It is difficult as one brings up at the north end of Short Reach just below the baths, in sight of the town which seems to hang on the side of a hill, or moors alongside the town quay, to realize that long ago Lymington was a more important place than Portsmouth. Yet so it was, for the port of Lymington fitted out and supplied several English Sovereigns—Edward III amongst the number—with twice as many ships as the town which was destined to become the great naval station of to-day.
Lymington did not escape from French marauders, but, fortunately for the town, on one occasion the wit and charm of a certain lady named Dore so enchanted the leader of the pirates, that he went away without doing damage. The story goes that upon the landing of the pirates their leader being very hungry, he decided to put off plundering the town until his appetite was satisfied, and the house of the said Madam Dore promising the best larder, “he (the pirate leader) entered therein and made his demand. The lady of the house set before him the very best her larder provided, keeping him company with such good humour, and plying him well with good wine; when he had finished he gallantly thanked her, made his bow, and embarked without doing the smallest injury.”
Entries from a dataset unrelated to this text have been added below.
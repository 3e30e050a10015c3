use serde::{Deserialize, Serialize};

use super::job::Candidate;

/// Report returned when nothing survives the staleness and listing filters
pub const NO_FRESH_CANDIDATES_REPORT: &str =
    "No fresh jobs found. Try the 'Past Month' filter or different search terms.";

// ===== Pipeline Result Types =====

#[derive(Debug, Clone, Serialize, Deserialize)]
pub struct HuntResult {
    pub total_count: usize,
    pub new_count: usize,
    pub seen_count: usize,
    pub candidates: Vec<Candidate>,
    pub report: String,
}

impl HuntResult {
    pub fn no_fresh_candidates() -> Self {
        Self {
            total_count: 0,
            new_count: 0,
            seen_count: 0,
            candidates: Vec::new(),
            report: NO_FRESH_CANDIDATES_REPORT.to_string(),
        }
    }

    pub fn summary(&self) -> HuntSummary {
        HuntSummary {
            total_count: self.total_count,
            new_count: self.new_count,
            seen_count: self.seen_count,
            candidates: self.candidates.iter().map(CandidateSummary::from).collect(),
            report: self.report.clone(),
        }
    }
}

// ===== Wire Types =====

#[derive(Debug, Clone, Serialize, Deserialize)]
pub struct CandidateSummary {
    pub title: String,
    pub url: String,
    pub snippet: String,
    pub is_new: bool,
}

impl From<&Candidate> for CandidateSummary {
    fn from(candidate: &Candidate) -> Self {
        Self {
            title: candidate.title.clone(),
            url: candidate.url.clone(),
            snippet: candidate.snippet.clone(),
            is_new: candidate.is_new(),
        }
    }
}

#[derive(Debug, Clone, Serialize, Deserialize)]
pub struct HuntSummary {
    pub total_count: usize,
    pub new_count: usize,
    pub seen_count: usize,
    pub candidates: Vec<CandidateSummary>,
    pub report: String,
}
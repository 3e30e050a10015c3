// src/environment.rs
use anyhow::{Context, Result};
use serde::{Deserialize, Serialize};
use std::path::{Path, PathBuf};
use tracing::{info, warn};

use crate::utils::resolve_path;

#[derive(Debug, Clone, Serialize, Deserialize)]
#[serde(default)]
pub struct EnvironmentConfig {
    pub database_path: PathBuf,
    pub log_file: Option<PathBuf>,
    pub search: SearchSettings,
    pub enrichment: EnrichmentSettings,
    pub ranking: RankingSettings,
}

#[derive(Debug, Clone, Serialize, Deserialize)]
#[serde(default)]
pub struct SearchSettings {
    pub base_url: String,
    pub search_depth: String,
    pub max_results: usize,
    pub max_candidates: usize,
    pub timeout_seconds: u64,
}

#[derive(Debug, Clone, Serialize, Deserialize)]
#[serde(default)]
pub struct EnrichmentSettings {
    pub reader_url: String,
    pub max_enrich: usize,
    pub concurrency: usize,
    pub timeout_seconds: u64,
    pub max_chars: usize,
}

#[derive(Debug, Clone, Serialize, Deserialize)]
#[serde(default)]
pub struct RankingSettings {
    pub base_url: String,
    pub model: String,
    pub temperature: f32,
    pub timeout_seconds: u64,
    pub content_chars: usize,
    pub resume_chars: usize,
}

impl Default for EnvironmentConfig {
    fn default() -> Self {
        Self {
            database_path: PathBuf::from("data/jobs.db"),
            log_file: None,
            search: SearchSettings::default(),
            enrichment: EnrichmentSettings::default(),
            ranking: RankingSettings::default(),
        }
    }
}

impl Default for SearchSettings {
    fn default() -> Self {
        Self {
            base_url: "https://api.tavily.com".to_string(),
            search_depth: "basic".to_string(),
            max_results: 25,
            max_candidates: 20,
            timeout_seconds: 30,
        }
    }
}

impl Default for EnrichmentSettings {
    fn default() -> Self {
        Self {
            reader_url: "https://r.jina.ai/".to_string(),
            max_enrich: 8,
            concurrency: 3,
            timeout_seconds: 8,
            max_chars: 3000,
        }
    }
}

impl Default for RankingSettings {
    fn default() -> Self {
        Self {
            base_url: "https://api.groq.com/openai/v1".to_string(),
            model: "llama-3.3-70b-versatile".to_string(),
            temperature: 0.3,
            timeout_seconds: 60,
            content_chars: 2500,
            resume_chars: 2000,
        }
    }
}

#[derive(Debug, Deserialize)]
struct ConfigFile {
    #[serde(default)]
    local: EnvironmentConfig,
    #[serde(default)]
    production: EnvironmentConfig,
}

impl EnvironmentConfig {
    /// Load the section of `config_path` matching the current environment
    pub fn load(config_path: &Path) -> Result<Self> {
        let environment = Self::get_environment();
        info!("Loading configuration for environment: {}", environment);

        if !config_path.exists() {
            warn!(
                "{} not found, using built-in defaults",
                config_path.display()
            );
            return Ok(Self::default().resolved());
        }

        let config_content = std::fs::read_to_string(config_path)
            .with_context(|| format!("Failed to read {}", config_path.display()))?;

        Self::from_yaml(&config_content, &environment)
            .with_context(|| format!("Failed to parse {}", config_path.display()))
    }

    pub fn get_environment() -> String {
        std::env::var("HEADHUNTER_ENV")
            .or_else(|_| std::env::var("ENVIRONMENT"))
            .or_else(|_| std::env::var("ENV"))
            .unwrap_or_else(|_| "local".to_string())
    }

    fn from_yaml(content: &str, environment: &str) -> Result<Self> {
        let config_file: ConfigFile = serde_yaml::from_str(content)?;

        let env_config = match environment {
            "production" => config_file.production,
            _ => config_file.local,
        };

        Ok(env_config.resolved())
    }

    fn resolved(mut self) -> Self {
        self.database_path = resolve_path(&self.database_path);
        self.log_file = self.log_file.as_ref().map(resolve_path);
        self
    }
}

#[cfg(test)]
mod tests {
    use super::*;

    #[test]
    fn test_partial_yaml_keeps_defaults() {
        let yaml = r#"
local:
  database_path: /tmp/hunter/jobs.db
  enrichment:
    max_enrich: 4
production:
  database_path: /app/data/jobs.db
  ranking:
    model: llama-3.1-8b-instant
"#;
        let local = EnvironmentConfig::from_yaml(yaml, "local").unwrap();
        assert_eq!(local.database_path, PathBuf::from("/tmp/hunter/jobs.db"));
        assert_eq!(local.enrichment.max_enrich, 4);
        assert_eq!(local.enrichment.concurrency, 3);
        assert_eq!(local.ranking.model, "llama-3.3-70b-versatile");

        let production = EnvironmentConfig::from_yaml(yaml, "production").unwrap();
        assert_eq!(production.ranking.model, "llama-3.1-8b-instant");
        assert_eq!(production.search.max_candidates, 20);
    }

    #[test]
    fn test_unknown_environment_uses_local() {
        let yaml = "local:\n  database_path: /srv/local.db\n";
        let config = EnvironmentConfig::from_yaml(yaml, "staging").unwrap();
        assert_eq!(config.database_path, PathBuf::from("/srv/local.db"));
    }

    #[test]
    fn test_relative_paths_are_resolved() {
        let config = EnvironmentConfig::default().resolved();
        assert!(config.database_path.is_absolute());
        assert!(config.database_path.ends_with("data/jobs.db"));
    }
}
The wit and resource of Lymington ladies in ancient times must indeed have been considerable, for another heroine, a Mrs Knapton, figures in a romantic story connected with the Monmouth rebellion. There was a considerable party in favour of the “Protestant Duke” in the town, and the conspirators, who sought to plan how they might best assist Monmouth, met at the house of a Mrs Knapton, and deliberated over pipes and ale. But unhappily, on the occasion of one of their meetings, intelligence reached them that a party of soldiers had entered the town with a view to arresting them. Mrs Knapton promptly hustled the conspirators out by the back windows of her house, removed the pipes and ale mugs; and in order to account for the smell of tobacco in the room muffled up her face in flannel, so that when the soldiers entered they discovered nothing but an old woman, to all appearances suffering from acute toothache, and puffing at a long “churchwarden,” evidently with a view to relieving her suffering.
The ancient townlet, with its one business thoroughfare of any importance running down precipitously to within a few score yards of the harbour itself, has in the past seen stirring times; and when the Duke of Monmouth had actually landed at Lyme Regis, intent upon driving his weak and vacillating uncle from the throne, he was proclaimed in Lymington High Street, and upwards of a hundred men marched off towards the West Country to fight in “King Monmouth’s” cause. Several Lymington men paid the penalty of their Protestant zeal with their lives, when the “Bloody Assize” of the infamous Jeffreys held session at Winchester.
In the past, too, Lymington folk were not less skilful “free traders” than the rest of the famous smugglers of the Hampshire coast, and in the waterside houses existed—and probably still exist—“tub holes” and pivoted hearthstones in and beneath which many a bale of tea and lace and keg of spirits found temporary resting places.
Nowadays, however, though Lymington possesses an old-time, sleepy air, and is picturesque with irregular buildings, and surrounded by pretty country, it has lost much of its prestige even as a yacht-building place. Visitors come, it is true, and there are excellent enclosed sea baths, and it forms a pleasant enough week-end halting place on a cruise. But were it not for the steamboat service, which causes many to pass through the town on their way to and from the Isle of Wight, it would doubtless sink into one of those “sleepy hollow” little towns which seem to have had a past, to possess a tranquil present, and will have no one can tell what sort of future save one of gentle, gradual decay.
From Lymington, however, the ever attractive New Forest with its many beauty spots, is easily reached, and a day or two passed on the river, with land trips to fill in the time, is not ill spent.